On 27 September, 1923, George Joseph assumed the editorship of
Gandhiji's "Young India" from C Rajagopalachari. His tenure as an editor lasted
for about six months.
During this period, the columns of "Young India" were dominated by the
struggle which was taking place between the Swarajists ('pro-changers') and the
'no-changers' on the basic question of council-entry following the Government of
India Act of 1919.
Along with Vallabhai Patel and Rajaji, Joseph chose to remain as a 'no-
changer'. Returning to the South as a political agitator, Joseph led the Vaikom
Satyagraha for temple entry in March 1924.
On 11 April, 1924, Joseph was arrested and sentenced to six months
imprisonment. When Gandhiji wrote to him saying that a non-Hindu
should not take upon himself the leadership of that kind of movement,
Joseph strongly disagreed with him stating that the Vaikom Temple entry
agitation was not so much a religious issue as a civic issue to highlight
the demand of a civic right for a citizen to walk along the public roads
maintained by public funds.
In this matter, Mahatma Gandhi was indeed guilty of double
standards. One can legitimately ask as to in what way he as a proclaimed
Hindu was morally right in acting as the President of the Khilafat
Movement, started by Ali Brothers after the dismemberment of Turkey in
1919.
In January 1925, Joseph returned to Madurai under difficult economic
circumstances and confronted with the task of setting up a new home and
rebuilding the legal practice that he had given up in 1920 to follow the
Mahatma.
Many people may not be aware of the fact that it was at the
residence of Joseph in Madurai in 1925 that Mahatma Gandhi took the
historic decision to switch over to the loin cloth to properly represent
the poor rural masses of India.
After a public meeting at Thiagaraja College (now Meenakshi College) in
Madurai, many members of the public approached Gandhi for a darshan. Most of
them were not only barefoot but also bare bodied except for a dhothi wrapped
around their waists.
Gandhi turned to Rajaji and George Joseph and asked them for an
explanation. They told Gandhi that the main reason for their scanty dress was
their poverty. That night in Joseph's house, Gandhiji spent a restless night
thinking about the helpless plight of the poor who could not afford even a
covering.
The next morning, to the amusement of those present, Gandhiji turned up
in a loin cloth without any upper garment. The rest belongs to history.

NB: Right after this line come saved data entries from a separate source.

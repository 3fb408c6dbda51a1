//! Snapshot / fast-forward support.
//!
//! A snapshot fully determines battle state at a given replay head without
//! replaying the preceding log. Accepting one replaces local state
//! wholesale; local deltas with index below the snapshot head are assumed
//! already represented and are never replayed again.

use sha2::{Digest, Sha256};

use super::{Battle, Player, Rune, Shop, Tree, Unit};
use crate::state::PlayerId;

/// Complete state capture at a given replay head.
#[derive(Clone, Debug, PartialEq, serde::Serialize, serde::Deserialize)]
pub struct BattleSnapshot {
    pub has_started: bool,
    pub seed: u64,
    pub grid_width: u32,
    pub grid_height: u32,
    pub units: Vec<Unit>,
    pub players: Vec<Player>,
    pub runes: Vec<Rune>,
    pub shops: Vec<Shop>,
    pub trees: Vec<Tree>,
    pub turning_player: Option<PlayerId>,
    pub game_over: bool,
    pub winner: Option<PlayerId>,
    pub delta_head: usize,
}

impl BattleSnapshot {
    /// Captures the battle's current state.
    pub fn capture(battle: &Battle) -> Self {
        Self {
            has_started: battle.has_started,
            seed: battle.seed,
            grid_width: battle.grid.width(),
            grid_height: battle.grid.height(),
            units: battle.units.clone(),
            players: battle.players.clone(),
            runes: battle.runes.clone(),
            shops: battle.shops.clone(),
            trees: battle.trees.clone(),
            turning_player: battle.turning_player,
            game_over: battle.game_over,
            winner: battle.winner,
            delta_head: battle.delta_head,
        }
    }
}

impl Battle {
    /// Replaces local state with the snapshot's and rebuilds cell
    /// occupancy from the living entities it carries. The delta log is
    /// kept as-is; replay resumes at the snapshot's head.
    pub fn restore(&mut self, snapshot: BattleSnapshot) {
        self.has_started = snapshot.has_started;
        self.seed = snapshot.seed;
        self.grid = crate::grid::Grid::new(snapshot.grid_width, snapshot.grid_height);
        self.units = snapshot.units;
        self.players = snapshot.players;
        self.runes = snapshot.runes;
        self.shops = snapshot.shops;
        self.trees = snapshot.trees;
        self.turning_player = snapshot.turning_player;
        self.game_over = snapshot.game_over;
        self.winner = snapshot.winner;
        self.delta_head = snapshot.delta_head;

        for unit in &self.units {
            if !unit.dead {
                self.grid.occupy(unit.position);
            }
        }
        for rune in &self.runes {
            if !rune.consumed {
                self.grid.occupy(rune.position);
            }
        }
        for shop in &self.shops {
            self.grid.occupy(shop.position);
        }
        for tree in &self.trees {
            if !tree.destroyed {
                self.grid.occupy(tree.position);
            }
        }
    }

    /// SHA-256 digest over the canonical bincode encoding of the current
    /// state. Two replays of an identical delta prefix from an identical
    /// initial state produce identical digests.
    pub fn digest(&self) -> [u8; 32] {
        let snapshot = BattleSnapshot::capture(self);
        let bytes = bincode::serialize(&snapshot).expect("snapshot serialization is infallible");
        let mut hasher = Sha256::new();
        hasher.update(&bytes);
        hasher.finalize().into()
    }
}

From 1925 to 1938, Joseph kept himself in touch with all the political
activities and guided the Congressmen in Tamilnadu with great political skill
and wisdom. Rajaji and he became very close friends. In many ways he shaped the
political career of Kamaraj acting as his political guru and Kamaraj considered
Joseph as his adopted father and Susannah Joseph as his adopted mother.

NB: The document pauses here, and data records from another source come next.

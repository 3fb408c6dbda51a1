//! Shared mutation primitives used by the collapse handlers.
//!
//! Every primitive is a total function of (state, arguments): it either
//! applies its effect and reports `true`, or reports `false` when the
//! referenced entity is missing. Skip accounting happens in the caller;
//! see [`super::collapse_delta`]. Nothing here rolls dice or reads
//! clocks.

use crate::event::{BattleEvent, EventSink};
use crate::state::{Battle, Modifier, PlayerId, Position, Source, UnitId};
use crate::stats;

/// Clamped health adjustment. Never kills; death is its own delta.
pub fn change_health(
    battle: &mut Battle,
    unit_id: UnitId,
    amount: i32,
    source: Source,
    sink: &mut dyn EventSink,
) -> bool {
    let Some(unit) = battle.unit_mut(unit_id) else {
        return false;
    };
    let max = unit.max_health();
    unit.health = (unit.health + amount).clamp(0, max);
    sink.receive_event(BattleEvent::HealthChanged {
        unit: unit_id,
        amount,
        source,
    });
    true
}

pub fn change_gold(
    battle: &mut Battle,
    player_id: PlayerId,
    amount: i32,
    sink: &mut dyn EventSink,
) -> bool {
    let Some(player) = battle.player_mut(player_id) else {
        return false;
    };
    player.gold += amount;
    sink.receive_event(BattleEvent::GoldChanged {
        player: player_id,
        amount,
    });
    true
}

/// Relocates a unit, toggling source and destination occupancy.
pub fn move_unit(battle: &mut Battle, unit_id: UnitId, to: Position) -> bool {
    let (from, dead) = match battle.unit_mut(unit_id) {
        Some(unit) => {
            let from = unit.position;
            unit.position = to;
            (from, unit.dead)
        }
        None => return false,
    };
    battle.grid.release(from);
    if !dead {
        battle.grid.occupy(to);
    }
    true
}

/// Attaches a modifier and runs the full stat recompute.
pub fn apply_modifier(
    battle: &mut Battle,
    unit_id: UnitId,
    modifier: Modifier,
    sink: &mut dyn EventSink,
) -> bool {
    let Some(unit) = battle.unit_mut(unit_id) else {
        return false;
    };
    unit.modifiers.push(modifier.clone());
    stats::recalculate(unit);
    sink.receive_event(BattleEvent::ModifierApplied {
        unit: unit_id,
        modifier,
    });
    true
}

When Kamaraj was implicated in the Virudhunagar bomb case in 1933, Dr
Varadarajulu Naidu and Joseph argued on Kamaraj's behalf and proved the charges
to be baseless and thus obtained his honourable release from prison. Joseph was
a tower of strength to the nationalists in his home State of erstwhile
Travancore in Kerala. His close political associates in Travancore were Varkey,
TM Varghese, Kesavan and others. He was elected to the Central Legislative
Assembly as MLA. in July 1937.
Joseph died on 5 March, 1938 at the American Mission Hospital in
Madurai. He was just over 50 years old at that time. Mahatma Gandhi wrote to
Susannah Joseph as follows on that sad occasion:
My dear Susan,
"I have before me your most pathetic and humane letter. I have seen your
longer and fuller letter to Mahadev Desai. You must not grieve. That will show
lack of faith in God. He gives and takes away. And surely it is well with
Joseph. You will come to me whenever you can and want to. You shall remain a
dear daughter and more so, if possible, now that Joseph is no more in our midst
in the flesh. Love to you and children, Bapu".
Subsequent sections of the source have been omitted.